A première vue, le concert fait la part belle à la voix, le violoncelle n’étant soliste qu’en deuxième partie. Pourtant – et l’on aimerait savoir comment ce résultat a été atteint, si l’écriture de l’accompagnement des airs a été aménagée pour en faire un partenaire très présent de la voix – il participe à presque tous les airs chantés par Cecilia Bartoli. Cela amène à se dire que le titre Dolce duello est plus suggestif que véridique, parce que l’instrument n’est pas en conflit avec la voix mais lui est complémentaire. En revanche, lorsque la voix est en face-à-face avec le hautbois ou le violon qui l’imitent, la doublent ou la piègent, on assiste bien à des duels, qu’elle ne remporte pas quand Andrès Gabetta la sème d’une accélération foudroyante sur son Guarnerius de 1727.
Frère de la violoncelliste, il dirige un ensemble de dix-huit musiciens sur instruments anciens qui porte son nom, la Cappella Gabetta. Sa précision rythmique semble infaillible et il obtient une exécution quasiment irréprochable, n’était la brève bavure d’un cor. La cohésion, la finesse, la transparence, les contrastes, l’énergie, rien ne manque au bonheur de l’auditoire, qui peut apprécier l’orchestre de façon « indépendante » d’abord dans l’ouverture du Ciro riconosciuto de Hasse qui met en valeur les cordes, ensuite dans l’ouverture de l’ Ariodante de Carlo Francesco Pollarolo, étonnante pièce au climat dramatique, avec une marche par les cordes, des scansions des cuivres, un accelerando crescendo saisissant, un orage mourant et surtout des couleurs quasiment wébériennes en 1718 ! Superbe encore l’exécution des « Danses des Furies » tirées de l’Orfeo ed Euridice de Gluck (1762), et évidemment l’écrin offert à Sol Gabetta pour le célèbre concerto n°10 pour violoncelle de Boccherini où la virtuose fait chanter son Guadagnini comme un soliste au sein d’un chœur, en communion organique avec les voix multiples. Son toucher et ses attaques ne cèdent jamais à la tentation de l’effet et conservent, sans méconnaître la « follia » sous-jacente, une élégance pleine et entière.
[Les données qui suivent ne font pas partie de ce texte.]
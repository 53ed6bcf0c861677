//! Pluggable image storage.
//!
//! One service, two backends: local disk for single-box deployments and an
//! HTTP object store for hosted ones, selected by configuration. Deletion is
//! intentionally absent from the seam; the registry soft-deletes rows and
//! keeps stored objects.

use async_trait::async_trait;
use serde::{Deserialize, Serialize};
use uuid::Uuid;

use crate::errors::ServiceError;

pub mod local;
pub mod remote;

pub use local::LocalDiskStorage;
pub use remote::RemoteStorage;

/// Result of persisting an image: where it is served from and the backend's
/// stable reference for it.
#[derive(Debug, Clone, PartialEq, Eq, Serialize, Deserialize)]
pub struct StoredImage {
    pub url: String,
    pub public_id: String,
}

#[async_trait]
pub trait ImageStorage: Send + Sync {
    /// Persist the image bytes and return the public URL + reference id.
    async fn put(&self, original_name: &str, content_type: &str, bytes: Vec<u8>) -> Result<StoredImage, ServiceError>;

    /// Backend label for diagnostics.
    fn backend_name(&self) -> &'static str;
}

/// Collision-free object name preserving the original extension.
pub(crate) fn unique_object_name(original: &str) -> String {
    let ext = std::path::Path::new(original)
        .extension()
        .and_then(|e| e.to_str())
        .unwrap_or("bin");
    format!("image-{}.{}", Uuid::new_v4(), ext)
}

/// In-memory storage for tests and doc examples.
pub mod memory {
    use super::*;
    use std::collections::HashMap;
    use std::sync::Mutex;

    #[derive(Default)]
    pub struct MemoryStorage {
        objects: Mutex<HashMap<String, Vec<u8>>>,
    }

    impl MemoryStorage {
        pub fn len(&self) -> usize {
            self.objects.lock().unwrap().len()
        }

        pub fn is_empty(&self) -> bool {
            self.len() == 0
        }
    }

    #[async_trait]
    impl ImageStorage for MemoryStorage {
        async fn put(&self, original_name: &str, _content_type: &str, bytes: Vec<u8>) -> Result<StoredImage, ServiceError> {
            let name = unique_object_name(original_name);
            self.objects.lock().unwrap().insert(name.clone(), bytes);
            Ok(StoredImage { url: format!("/static/uploads/{name}"), public_id: name })
        }

        fn backend_name(&self) -> &'static str { "memory" }
    }
}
Ce n’est pas l’élégance que vise Cecilia Bartoli, mais l’expressivité du chant au travers de la maîtrise de la rhétorique belcantiste. On n’entreprendra pas de détailler par le menu comment, d’un air à l’autre, elle déploie pour un auditoire qui en oublie de tousser les procédés qui ont assis sa réputation de virtuose. Si dans l’air d’entrée, tiré de Il nascimento dell’aurora, de Tommaso Albinoni, (1721) la voix ne semble pas totalement à son aise, les agilités un rien ralenties dans un air au climat agité, elle retrouve les prestiges familiers dans l’air d’Emirena de l’opéra Nitocri (1722) où le violoncelle répond en écho à la réflexion plaintive. La même séduction s’exerce dans l’extrait de San Sigismondo, re di Borgogna (1687) où l’attaque à découvert et les variations en écho avec le violoncelle sont suivies d’une série de demi-teintes avec des ports de voix et des notes tenues propres à impressionner. Si cette pièce était surtout dans le medium, la suivante, un air d’Adelaide de Porpora (1723) sollicite la voix dans toute son étendue, la musique mimant le texte qui décrit une chute d’eau dans sa course du haut jusqu’au bas, prétexte à des graves profonds sans céder à la tentation de les exagérer. C’est un festival de sauts, de vocalises, d’escalades, de sons tremblés, qui va culminer dans le duel avec le violon lors de la reprise et déclenchera un tonnerre d’acclamations. Retour au calme avec « What passion cannot Music raise and quell » tiré de l’Ode à Sainte Cécile pour sa fête, empreint de la ferveur confiante d’une interprète concernée. Un « must » de son répertoire, « Lascia la spina cogli la rosa » déclenche à nouveau l’enthousiasme, et on admire une interprétation sur laquelle le temps n’a pas de prise. On admire d’autant plus un extrait du Teseo de Händel (1713) où la voix rivalise d’agilité avec le hautbois, un de ces airs à effets de miroir et d’échos où le chant semble s’affranchir des limites physiologiques et où reste la griserie d’un son flottant qui ravit.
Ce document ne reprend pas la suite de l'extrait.